What have MSEA researchers found out so far?
Regarding farming systems influence on herbicide movement:
- Banded applications of atrazine, alachlor (Lasso), and metribuzin (Sencor)
in a ridge-till, corn-soybean farming system have been found to not degrade
ground water quality.
- Overlapping ammonia fertilizer (anhydrous ammonia, urea) and atrazine
applications can increase atrazine movement into ground water in some areas
(such as at the South Dakota site).
Regarding nitrogen management:
- In a ridge-till, corn-soybean rotation, nitrogen additions have not
degraded ground water; nitrate-N concentrations in the ground water seldom
exceed 20 ppm and appear to be decreasing.
- In potato-sweet corn rotations, nitrogen additions (at 1.4 times the N
rate of corn) have degraded ground water. Nitrate-N concentrations have steadily
increased from background levels of 6 to 20 ppm (1991) to between 30 and 35 ppm
(1993).
- Placing nitrogen fertilizer in the ridge reduces leaching and increases
use efficiency.
- If nitrogen fertilizer is applied in a band over the ridge, sampling three
inches from the band gives you the best estimate of nitrogen needs.
- Areas of similar yield change from year to year on this soil type, making
variable rate fertilizer applications difficult.
- Crop yields varied up to 15 percent each year.
Regarding water movement and use:
- After a 2-inch rain, water at the Wisconsin site moved down six feet in 12
hours. This didn't happen at the Minnesota site because numerous soil layers
retarded drainage.
- Due to low water retention, nitrogen uptake and yield are lowest on
backslopes. Higher water retentions on lowland locations produce much higher
nitrogen uptakes and yields
- Corn used more water than soybean every year.
- A tool for evaluating management alternatives, the Root Zone Water Quality
Model, predicts water and chemical movement fairly well early in the growing
season, but less so late in the season.
How does this research benefit agriculture?
There are at least three major benefits coming from the MSEA project. This
research may:
- Help keep farmers on the sand plain in business. Developing additional
management tools and options, such as irrigation scheduling and nitrogen
placement recommendations, and in-season nitrogen monitoring tools can provide
farm producers with a larger range of production choices. And if MSEA research
objectively shows that agriculture can be compatible with preservation of ground
water quality in a sensitive area, less regulation and more finely tuned
management systems should help local producers remain profitable and in
business, especially growers with input intensive crops such as potatoes.

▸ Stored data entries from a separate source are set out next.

//! # Costing State
//!
//! Holds the materials and BOMs being edited and the cost map derived
//! from them.
//!
//! ## Recompute on Change
//! ```text
//! ┌─────────────────────────────────────────────────────────────────────────┐
//! │                    Costing State Operations                             │
//! │                                                                         │
//! │  Edit                     Method                  Effect                │
//! │  ────                     ──────                  ──────                │
//! │                                                                         │
//! │  Import price list ──────► replace_materials() ──► revision += 1        │
//! │                                                                         │
//! │  Change one price ───────► upsert_material() ────► revision += 1        │
//! │                                                                         │
//! │  Save a BOM ─────────────► upsert_bom() ─────────► revision += 1        │
//! │                                                                         │
//! │  Delete a BOM ───────────► remove_bom() ─────────► revision += 1        │
//! │                                                                         │
//! │  Show costs ─────────────► bom_costs() ──────────► recompute if stale,  │
//! │                                                    else shared Arc      │
//! │                                                                         │
//! │  NOTE: A stale read recomputes the whole map, since any edit can        │
//! │        change every BOM above it.                                       │
//! └─────────────────────────────────────────────────────────────────────────┘
//! ```

use std::sync::{Arc, Mutex, MutexGuard, PoisonError};

use costbook_core::{
    compute_bom_cost_map, summary_for, BomCostMap, BomCostSummary, BomRecord, CoreResult,
    Material, MaterialIndex,
};
use tracing::debug;

/// Materials, BOMs and the last computed cost map.
#[derive(Debug, Default)]
struct Costing {
    materials: MaterialIndex,
    boms: Vec<BomRecord>,
    revision: u64,
    cached: Option<(u64, Arc<BomCostMap>)>,
}

impl Costing {
    fn touch(&mut self) {
        self.revision += 1;
    }
}

/// Shared costing state.
///
/// Cloning shares the same underlying store.
#[derive(Debug, Clone, Default)]
pub struct CostingState {
    inner: Arc<Mutex<Costing>>,
}

impl CostingState {
    /// Creates an empty state.
    pub fn new() -> Self {
        Self::default()
    }

    /// Creates a state seeded with materials and BOMs.
    pub fn with_records(materials: Vec<Material>, boms: Vec<BomRecord>) -> Self {
        let state = Self::new();
        state.with_costing_mut(|costing| {
            costing.materials = materials.into_iter().map(|m| (m.id.clone(), m)).collect();
            costing.boms = boms;
        });
        state
    }

    /// A poisoned lock still holds consistent data: every mutation
    /// completes before the revision is bumped.
    fn lock(&self) -> MutexGuard<'_, Costing> {
        self.inner.lock().unwrap_or_else(PoisonError::into_inner)
    }

    fn with_costing_mut<F, R>(&self, f: F) -> R
    where
        F: FnOnce(&mut Costing) -> R,
    {
        let mut costing = self.lock();
        let result = f(&mut costing);
        costing.touch();
        result
    }

    /// Current revision. Bumped by every mutation.
    pub fn revision(&self) -> u64 {
        self.lock().revision
    }

    /// Replaces every material (e.g. after re-costing from purchases).
    pub fn replace_materials(&self, materials: Vec<Material>) {
        self.with_costing_mut(|costing| {
            costing.materials = materials.into_iter().map(|m| (m.id.clone(), m)).collect();
        });
    }

    /// Inserts or replaces one material.
    pub fn upsert_material(&self, material: Material) {
        debug!(material_id = %material.id, cents = material.unit_cost_cents, "Material updated");
        self.with_costing_mut(|costing| {
            costing.materials.insert(material.id.clone(), material);
        });
    }

    /// Inserts or replaces a BOM by id.
    pub fn upsert_bom(&self, bom: BomRecord) {
        debug!(bom_id = %bom.id, lines = bom.lines.len(), "BOM saved");
        self.with_costing_mut(|costing| {
            match costing.boms.iter_mut().find(|existing| existing.id == bom.id) {
                Some(existing) => *existing = bom,
                None => costing.boms.push(bom),
            }
        });
    }

    /// Removes a BOM. Parents referencing it become unresolved on the next read.
    ///
    /// Returns whether anything was removed.
    pub fn remove_bom(&self, bom_id: &str) -> bool {
        self.with_costing_mut(|costing| {
            let before = costing.boms.len();
            costing.boms.retain(|bom| bom.id != bom_id);
            costing.boms.len() != before
        })
    }

    /// Number of BOMs held.
    pub fn bom_count(&self) -> usize {
        self.lock().boms.len()
    }

    /// Cost summaries for every BOM, recomputed only if something changed.
    pub fn bom_costs(&self) -> Arc<BomCostMap> {
        let mut costing = self.lock();
        let revision = costing.revision;

        if let Some((cached_at, costs)) = &costing.cached {
            if *cached_at == revision {
                return Arc::clone(costs);
            }
        }

        debug!(revision, "Recomputing BOM cost map");
        let costs = Arc::new(compute_bom_cost_map(&costing.boms, &costing.materials));
        costing.cached = Some((revision, Arc::clone(&costs)));
        costs
    }

    /// Summary for one BOM.
    pub fn summary(&self, bom_id: &str) -> CoreResult<BomCostSummary> {
        let costs = self.bom_costs();
        summary_for(&costs, bom_id).copied()
    }

    /// Runs `f` against the current material index.
    pub fn with_materials<F, R>(&self, f: F) -> R
    where
        F: FnOnce(&MaterialIndex) -> R,
    {
        f(&self.lock().materials)
    }
}

#[cfg(test)]
mod tests {
    use super::*;
    use costbook_core::{BomLine, CoreError};

    fn flour(cents: i64) -> Material {
        Material::new("Flour", cents).with_id("M1")
    }

    fn dough() -> BomRecord {
        BomRecord::new("Dough", 1.0)
            .with_id("Sub")
            .with_line(BomLine::material("M1", 2.0))
    }

    fn loaf() -> BomRecord {
        BomRecord::new("Loaf", 1.0)
            .with_id("Top")
            .with_line(BomLine::subassembly("Sub", 4.0))
    }

    fn bakery() -> CostingState {
        CostingState::with_records(vec![flour(250)], vec![dough(), loaf()])
    }

    #[test]
    fn test_costs_are_cached_between_reads() {
        let state = bakery();
        let first = state.bom_costs();
        let second = state.bom_costs();

        assert!(Arc::ptr_eq(&first, &second));
        assert_eq!(first["Top"].total_cost_cents, 2000);
    }

    #[test]
    fn test_material_change_propagates_to_parents() {
        let state = bakery();
        let before = state.bom_costs();
        let revision = state.revision();

        state.upsert_material(flour(300));

        assert_eq!(state.revision(), revision + 1);
        let after = state.bom_costs();
        assert!(!Arc::ptr_eq(&before, &after));
        assert_eq!(after["Sub"].total_cost_cents, 600);
        assert_eq!(after["Top"].total_cost_cents, 2400);
    }

    #[test]
    fn test_upsert_bom_replaces_by_id() {
        let state = bakery();
        state.upsert_bom(
            BomRecord::new("Dough", 2.0)
                .with_id("Sub")
                .with_line(BomLine::material("M1", 2.0)),
        );

        assert_eq!(state.bom_count(), 2);
        let sub = state.summary("Sub").unwrap();
        assert_eq!(sub.total_cost_cents, 500);
        assert_eq!(sub.unit_cost_cents, Some(250));
        assert_eq!(state.summary("Top").unwrap().total_cost_cents, 1000);
    }

    #[test]
    fn test_removed_child_marks_parent_unresolved() {
        let state = bakery();
        assert!(state.remove_bom("Sub"));
        assert!(!state.remove_bom("Sub"));

        let top = state.summary("Top").unwrap();
        assert!(top.unresolved);
        assert_eq!(top.total_cost_cents, 0);
        assert!(matches!(
            state.summary("Sub"),
            Err(CoreError::BomNotFound(_))
        ));
    }

    #[test]
    fn test_replace_materials() {
        let state = bakery();
        state.replace_materials(vec![]);

        let sub = state.summary("Sub").unwrap();
        assert_eq!(sub.total_cost_cents, 0);
        assert!(sub.unresolved);
        assert!(state.with_materials(|materials| materials.is_empty()));
    }

    #[test]
    fn test_clones_share_state() {
        let state = bakery();
        let other = state.clone();
        other.remove_bom("Top");

        assert_eq!(state.bom_count(), 1);
    }
}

- Help shape, possibly minimize further regulation. Agricultural chemical
dealers and farm producers operating on sand plains need policies and
regulations that effect them to be based on relevant, factual data specific to
sand plain conditions. This is especially true for questions relating to the
transport and movement and crop utilization of agri-chemicals under those
conditions. Without such unbiased data, regulatory actions related to chemical
use could be easily made more stringent than necessary.
- Contribute to the development of more environmentally sound
agri-chemicals. Many factors affect how much and how quickly any particular
chemical moves through soil and gets into the ground water. Research on sandy
soils improves our understanding of how soil, water, chemicals, and management
systems interact. Agri-chemical manufacturers can apply such information to the
design of their products, and extension educators and farm advisors can apply
this knowledge to recommendations for farm production management strategies.
How can I get more information?
To obtain other MSEA project fact sheets, or if you have questions about the
project, contact:
Bruce Giebink
MSEA Education Coordinator
Department of Soil Science
452 Borlaug Hall
St. Paul MN 55108
phone: 612 / 625-4749
email:bgiebink@soils.umn.edu
Production and editing by Larry A. Etkin. Diagram of Princeton site is by Jeff Delane.
Produced by Communication and Educational Technology Services, University of
Minnesota Extension.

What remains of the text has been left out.